Литмир - Электронная Библиотека
Содержание  
A
A

Эти документы ясно свидетельствуют, до какой степени простиралось легкомыслие и Самозванца, и его пособников-руководителей, с королем Сигизмундом во главе, — которые принялись делить шкуру еще не затравленного медведя. Очевидно, Лжедимитрий не стеснялся ничем по части обязательств: он уже так далеко зашел в своем отчаянном предприятии, что ничего не оставалось, как обещать направо и налево самые неисполнимые вещи, лишь бы не останавливаться и идти вперед.

Посмотрим теперь, как эти события отозвались в Москве.

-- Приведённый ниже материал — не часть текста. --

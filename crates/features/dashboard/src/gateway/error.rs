use std::borrow::Cow;

/// Failures between the gateway and the remote configuration service.
///
/// These never cross the [`ConfigGateway`](crate::gateway::ConfigGateway) boundary; they are
/// produced by transports and end up in logs.
#[fmdash_derive::fmdash_error]
pub enum GatewayError {
    /// Connection, TLS or timeout failure reported by the HTTP client.
    #[cfg(feature = "http")]
    #[error("Transport error{}: {source}", format_context(.context))]
    Transport { source: reqwest::Error, context: Option<Cow<'static, str>> },

    /// The service answered with a non-2xx status.
    #[error("Unexpected response status{}: {message}", format_context(.context))]
    Status { message: Cow<'static, str>, context: Option<Cow<'static, str>> },

    /// The response body is not the expected JSON envelope.
    #[error("Response decoding error{}: {source}", format_context(.context))]
    Decode { source: serde_json::Error, context: Option<Cow<'static, str>> },

    #[error("Invalid service URL{}: {message}", format_context(.context))]
    InvalidUrl { message: Cow<'static, str>, context: Option<Cow<'static, str>> },

    #[error("Internal gateway error{}: {message}", format_context(.context))]
    Internal { message: Cow<'static, str>, context: Option<Cow<'static, str>> },
}
//! Kernel utilities shared across fmdash crates.
//! Keep this crate lightweight; today it hosts the layered configuration loader.
//!
//! ## Config loading
//! ```rust,no_run
//! use fmdash_kernel::config::load_config;
//! use fmdash_kernel::domain::config::ClientConfig;
//!
//! let cfg: ClientConfig = load_config(None::<&str>).unwrap();
//! println!("{}", cfg.gateway.base_url);
//! ```
pub mod config;

pub use fmdash_domain as domain;
//! # CLI Argument Definitions

use clap::{ArgAction, Parser, Subcommand};
use std::path::PathBuf;

/// The main CLI structure parsing command-line arguments.
#[derive(Debug, Parser)]
#[command(name = "fmdash")]
#[command(version = env!("CARGO_PKG_VERSION"))]
#[command(arg_required_else_help = true)]
#[command(about = "Inspect and manage the dashboard configuration")]
pub struct Cli {
    /// Configuration file (TOML/JSON/YAML); `./fmdash.*` is used when present otherwise
    #[arg(short, long, global = true)]
    pub config: Option<PathBuf>,

    /// Log at debug level
    #[arg(short, long, global = true)]
    pub verbose: bool,

    #[command(subcommand)]
    pub command: Command,
}

#[derive(Debug, Subcommand)]
pub enum Command {
    /// Print the remote configuration (defaults when the service is unavailable)
    Show,
    /// Print the built-in default configuration
    Defaults,
    /// List the visible cards of a section
    Visible { section: String },
    /// Tell whether a single card is visible
    Check { section: String, item: String },
    /// Show or hide a single card on the remote service (fails when it cannot be read first)
    Set {
        section: String,
        item: String,
        #[arg(long, action = ArgAction::Set)]
        visible: bool,
    },
    /// Reset the remote configuration to its defaults
    Reset,
    /// Export the remote configuration as JSON
    Export {
        /// Write to a file instead of stdout
        #[arg(short, long)]
        output: Option<PathBuf>,
    },
    /// Check a backup and optionally push it to the remote service
    Import {
        file: PathBuf,
        /// Save the backup remotely after it validates
        #[arg(long)]
        push: bool,
    },
    /// Check a configuration file without contacting the service
    Validate { file: PathBuf },
}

Когда пришла сюда весть, что в Литве уже открыто объявился царевич Димитрий, царь Борис, по выражению летописца, ужаснулся. Он понял всю грозившую ему опасность и почувствовал, как заколебалась под ним почва. Едва ли эта весть была для него неожиданностью; при своей крайней подозрительности и благодаря многочисленным шпионам он мог заранее к ней приготовиться. Тем не менее она произвела страшное впечатление, и при всей изворотливости своей Борис не мог придумать ни одной действительной меры для борьбы с надвигавшейся грозой. Первым старанием его было по возможности скрыть грозную весть от народа и для того прекратить почти всякие сообщения с литовским зарубежьем. Около того времени в Смоленской области распространилось моровое поветрие, и по сему случаю учреждены были заставы по дорогам, ведущим из этой области в Москву. Борис воспользовался тем же предлогом и велел умножить заставы так, чтобы из Литвы не переходило никаких вестей в пограничные области. В то же время он разослал многих лазутчиков проведывать о Самозванце. Слухи о нем распространились уже за пределы Польши. Так император Германский в июне 1604 года через особого посланника извещал Бориса, как союзного себе государя, о появлении в Польше Димитрия и о той помощи, которую поляки намерены ему оказать; вообще советовал быть осторожным. Борис принял посла с обычною торжественностью и велел благодарить императора за предупреждение; но прибавил, что Димитрия давно нет на свете, а это какой-то обманщик, с помощью которого поляки думают возмутить его государство, но которого он может уничтожить одним пальцем.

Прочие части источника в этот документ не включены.